Staff photo by Allison Potter
Supporters, right, and opponents, left, of Carolina Cement Company gather on opposite sides of the Kenan Auditorium entrance prior to a public hearing called by the North Carolina Division of Air Quality on Monday, Aug. 5 at Kenan Auditorium.
Despite opposition, a controversial permit modification to raise the limits on certain types of particulate pollution was approved for Titan Cement’s proposed Castle Hayne plant on Friday, Aug. 30.
The decision comes less than a month after the N.C. Division of Air Quality held an Aug. 5 public hearing, attended by more than 500 citizens, to address the requested change to the controversial air permit. It also grants the company an 18-month extension for the permit.
Originally issued in February 2011, Titan’s air permit was contingent on the company beginning construction on the plant within 18 months of issuance. However, company officials stated in the application — received by the division on April 9 of this year — that ongoing litigation from local and regional environmental groups precluded the company from starting construction.
“Because the result of the contested case hearing is uncertain, and because finalizing designs for the Facility is complex and involves costs in the millions of dollars, it has been infeasible for Carolinas Cement to commit to final designs for the Facility and commence construction,” the application stated.
However, local environmental organizations including the N.C. Coastal Federation, the N.C. Chapter of the Sierra Club and Cape Fear River Watch pointed to a change to the limits of a class of criteria pollutants known as particulate matter (PM) as the real issue in Titan’s application. Those groups have cited studies by medical groups and government agencies to argue that the increases pose an unacceptable risk to public health.
“We were hoping that the DAQ would show some more concern for the citizens of this region, their health and their economic future,” said Mike Giles, a coastal advocate for the N.C. Coastal Federation in an Aug. 30 interview. Giles added that the permit will allow Titan to increase New Hanover County’s total fine particulate emissions by more than 67 percent, “whether Titan says they’re going to emit it or not.”
Titan’s latest application requested an increase in the maximum emissions of “coarse” PM of 10.4 tons per year, and an increase in the maximum levels of “fine” PM of 22.3 tons per year, compared with the company’s 2011 air permit.
An Aug. 29 press release attributed to the plant’s general manager, Bob Odom, alleges that “EPA erred in setting its 2010 emission limits and monitoring system for PM … [which] could not reliably measure PM emissions at such low levels. In December 2012, EPA amended its PM standards and monitoring methodology to correct this error.”
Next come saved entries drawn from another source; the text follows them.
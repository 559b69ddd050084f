//! Parquet trip files -> filtered, enriched trip documents.
//!
//! The file is opened with the fixed schema check up front; rows are then
//! decoded lazily one record batch at a time. Per row, in order:
//! (a) trip_distance > 0 and total_amount > 0,
//! (b) dropoff > pickup (whole seconds),
//! (c) projection to the eight base columns,
//! (d) derived fields.
//! Nulls in any filtered column fail the filter.

use crate::app::ports::TransformerPort;
use crate::constants::*;
use crate::domain::{TripDocument, TripRecord};
use crate::error::{EtlError, Result};
use crate::metrics::transform as transform_metrics;
use crate::pipeline::schema::{self, find_field};
use arrow::array::{Array, ArrayRef, AsArray, PrimitiveArray};
use arrow::datatypes::{
    ArrowPrimitiveType, DataType, Float64Type, Int64Type, TimeUnit, TimestampMicrosecondType,
};
use arrow::record_batch::RecordBatch;
use chrono::{DateTime, NaiveDateTime};
use parquet::arrow::arrow_reader::{ParquetRecordBatchReader, ParquetRecordBatchReaderBuilder};
use parquet::arrow::ProjectionMask;
use std::fs::File;
use std::ops::AddAssign;
use std::path::Path;
use std::time::Instant;
use tracing::debug;

const DEFAULT_BATCH_SIZE: usize = 64 * 1024;
const MICROS_PER_SECOND: i64 = 1_000_000;

/// Row counts for one transformed file.
#[derive(Debug, Clone, Default, PartialEq, Eq)]
pub struct TransformStats {
    pub rows_read: u64,
    pub rows_kept: u64,
    /// Failed filter (a): distance or total not strictly positive.
    pub dropped_amounts: u64,
    /// Failed filter (b): dropoff not after pickup.
    pub dropped_timing: u64,
}

impl TransformStats {
    pub fn rows_dropped(&self) -> u64 {
        self.dropped_amounts + self.dropped_timing
    }
}

impl AddAssign<&TransformStats> for TransformStats {
    fn add_assign(&mut self, other: &TransformStats) {
        self.rows_read += other.rows_read;
        self.rows_kept += other.rows_kept;
        self.dropped_amounts += other.dropped_amounts;
        self.dropped_timing += other.dropped_timing;
    }
}

/// The materialized relation for one file plus timings.
#[derive(Debug, Clone, Default)]
pub struct TransformOutput {
    pub documents: Vec<TripDocument>,
    pub stats: TransformStats,
    pub read_secs: f64,
    pub transform_secs: f64,
}

pub struct ParquetTransformer {
    batch_size: usize,
}

impl Default for ParquetTransformer {
    fn default() -> Self {
        Self { batch_size: DEFAULT_BATCH_SIZE }
    }
}

impl ParquetTransformer {
    pub fn new(batch_size: usize) -> Self {
        Self { batch_size: batch_size.max(1) }
    }

    /// Open and schema-check a file. Rows are decoded as the stream is pulled.
    pub fn open(&self, path: &Path) -> Result<TripStream> {
        let file_label = path
            .file_name()
            .map(|n| n.to_string_lossy().to_string())
            .unwrap_or_else(|| path.display().to_string());

        let file = File::open(path).map_err(|e| EtlError::SourceUnavailable {
            path: path.to_path_buf(),
            reason: e.to_string(),
        })?;
        let builder = ParquetRecordBatchReaderBuilder::try_new(file).map_err(|e| {
            EtlError::SourceUnavailable {
                path: path.to_path_buf(),
                reason: format!("not a readable parquet file: {e}"),
            }
        })?;

        let resolved = schema::resolve(builder.schema(), &file_label)?;
        let mask = ProjectionMask::roots(builder.parquet_schema(), resolved.projection());
        let reader = builder
            .with_projection(mask)
            .with_batch_size(self.batch_size)
            .build()
            .map_err(|e| EtlError::SourceUnavailable {
                path: path.to_path_buf(),
                reason: e.to_string(),
            })?;

        debug!(file = %file_label, "Opened trip file");
        Ok(TripStream {
            reader,
            file: file_label,
            pending: Vec::new().into_iter(),
            stats: TransformStats::default(),
            done: false,
        })
    }
}

impl TransformerPort for ParquetTransformer {
    fn transform(&self, path: &Path) -> Result<TransformOutput> {
        let t_read = Instant::now();
        let mut stream = self.open(path)?;
        let read_secs = t_read.elapsed().as_secs_f64();

        let t_transform = Instant::now();
        let mut documents = Vec::new();
        for doc in stream.by_ref() {
            documents.push(doc?);
        }
        let transform_secs = t_transform.elapsed().as_secs_f64();

        let stats = stream.stats().clone();
        transform_metrics::record_rows(&stats);
        Ok(TransformOutput { documents, stats, read_secs, transform_secs })
    }
}

/// Lazy sequence of enriched trips from one file.
pub struct TripStream {
    reader: ParquetRecordBatchReader,
    file: String,
    pending: std::vec::IntoIter<TripDocument>,
    stats: TransformStats,
    done: bool,
}

impl TripStream {
    /// Counts so far; final once the stream is exhausted.
    pub fn stats(&self) -> &TransformStats {
        &self.stats
    }

    fn decode(&mut self, batch: &RecordBatch) -> Result<Vec<TripDocument>> {
        let vendor = column_as(batch, COL_VENDOR_ID, &DataType::Int64, &self.file)?;
        let pickup = column_as(batch, COL_PICKUP, &micros(), &self.file)?;
        let dropoff = column_as(batch, COL_DROPOFF, &micros(), &self.file)?;
        let distance = column_as(batch, COL_TRIP_DISTANCE, &DataType::Float64, &self.file)?;
        let pu = column_as(batch, COL_PU_LOCATION, &DataType::Int64, &self.file)?;
        let dof = column_as(batch, COL_DO_LOCATION, &DataType::Int64, &self.file)?;
        let tip = column_as(batch, COL_TIP_AMOUNT, &DataType::Float64, &self.file)?;
        let total = column_as(batch, COL_TOTAL_AMOUNT, &DataType::Float64, &self.file)?;

        let vendor = primitive::<Int64Type>(&vendor, COL_VENDOR_ID)?;
        let pickup = primitive::<TimestampMicrosecondType>(&pickup, COL_PICKUP)?;
        let dropoff = primitive::<TimestampMicrosecondType>(&dropoff, COL_DROPOFF)?;
        let distance = primitive::<Float64Type>(&distance, COL_TRIP_DISTANCE)?;
        let pu = primitive::<Int64Type>(&pu, COL_PU_LOCATION)?;
        let dof = primitive::<Int64Type>(&dof, COL_DO_LOCATION)?;
        let tip = primitive::<Float64Type>(&tip, COL_TIP_AMOUNT)?;
        let total = primitive::<Float64Type>(&total, COL_TOTAL_AMOUNT)?;

        let mut docs = Vec::with_capacity(batch.num_rows());
        for i in 0..batch.num_rows() {
            self.stats.rows_read += 1;

            // (a)
            let (Some(trip_distance), Some(total_amount)) = (value(distance, i), value(total, i)) else {
                self.stats.dropped_amounts += 1;
                continue;
            };
            if !(trip_distance > 0.0 && total_amount > 0.0) {
                self.stats.dropped_amounts += 1;
                continue;
            }

            // (b)
            let (Some(pu_us), Some(do_us)) = (value(pickup, i), value(dropoff, i)) else {
                self.stats.dropped_timing += 1;
                continue;
            };
            if do_us.div_euclid(MICROS_PER_SECOND) <= pu_us.div_euclid(MICROS_PER_SECOND) {
                self.stats.dropped_timing += 1;
                continue;
            }
            let (Some(pickup_at), Some(dropoff_at)) = (naive(pu_us), naive(do_us)) else {
                self.stats.dropped_timing += 1;
                continue;
            };

            // (c) + (d)
            let record = TripRecord {
                vendor_id: value(vendor, i),
                pickup: pickup_at,
                dropoff: dropoff_at,
                trip_distance,
                pu_location_id: value(pu, i),
                do_location_id: value(dof, i),
                tip_amount: value(tip, i),
                total_amount,
            };
            docs.push(record.enrich()?);
            self.stats.rows_kept += 1;
        }
        Ok(docs)
    }
}

impl Iterator for TripStream {
    type Item = Result<TripDocument>;

    fn next(&mut self) -> Option<Self::Item> {
        loop {
            if let Some(doc) = self.pending.next() {
                return Some(Ok(doc));
            }
            if self.done {
                return None;
            }
            let batch = match self.reader.next() {
                None => {
                    self.done = true;
                    return None;
                }
                Some(Err(e)) => {
                    self.done = true;
                    return Some(Err(EtlError::SourceUnavailable {
                        path: self.file.clone().into(),
                        reason: format!("failed to decode record batch: {e}"),
                    }));
                }
                Some(Ok(batch)) => batch,
            };
            match self.decode(&batch) {
                Ok(docs) => self.pending = docs.into_iter(),
                Err(e) => {
                    self.done = true;
                    return Some(Err(e));
                }
            }
        }
    }
}

fn micros() -> DataType {
    DataType::Timestamp(TimeUnit::Microsecond, None)
}

/// Look up a projected column by name and cast it to the working type.
fn column_as(batch: &RecordBatch, name: &str, to: &DataType, file: &str) -> Result<ArrayRef> {
    let idx = find_field(batch.schema_ref(), name).ok_or_else(|| EtlError::Schema {
        file: file.to_string(),
        message: format!("column {name} missing from record batch"),
    })?;
    let column = batch.column(idx);
    if column.data_type() == to {
        return Ok(column.clone());
    }
    arrow::compute::cast(column.as_ref(), to).map_err(|e| EtlError::Schema {
        file: file.to_string(),
        message: format!("cannot read {name} as {to}: {e}"),
    })
}

fn primitive<'a, T: ArrowPrimitiveType>(array: &'a ArrayRef, name: &str) -> Result<&'a PrimitiveArray<T>> {
    array
        .as_primitive_opt::<T>()
        .ok_or_else(|| EtlError::Transform(format!("column {name} has unexpected layout {}", array.data_type())))
}

fn value<T: ArrowPrimitiveType>(array: &PrimitiveArray<T>, i: usize) -> Option<T::Native> {
    array.is_valid(i).then(|| array.value(i))
}

fn naive(micros: i64) -> Option<NaiveDateTime> {
    DateTime::from_timestamp_micros(micros).map(|dt| dt.naive_utc())
}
Titan spokespeople have maintained that the modification to the permitted particulate levels was made to reflect those changes in the federal rules. They have also repeated that despite the increase in permitted PM levels, actual emissions from the plant would not change.
However, Odom said in an Aug. 5 interview that the pollution control equipment that will be used by the plant has yet to be finalized.
“We’ve got a pretty good idea but until we have the air permit if we have to tweak something we have to tweak something,” Odom said.
Geoff Gisler, an attorney for the Southern Environmental Law Center who is representing environmental groups suing the DAQ over the current air permit, said the federal changes were based on a “worse-performing bag filter,” a piece of technology which captures pollution, including PM.
“The change at the federal level was motivated by a change in the monitoring,” Gisler said in a telephone interview on Aug. 6. “As part of that, they revised this formula and allowed a more permissive bag filter outlet concentration.”
Gisler said there was no disputing that the bag filter in the company’s previously approved permit would capture more fine particulate matter than the filter specified in its latest application.
Also expected soon is an official determination of whether Titan’s air permit will be upheld by a state administrative law judge, who heard motions for summary judgment on Aug. 7. Noel Talley, speaking on behalf of the state attorney general’s office in an Aug. 30 interview, confirmed that the judge had granted the state’s motion to uphold the permit in court, but had not yet submitted a written order.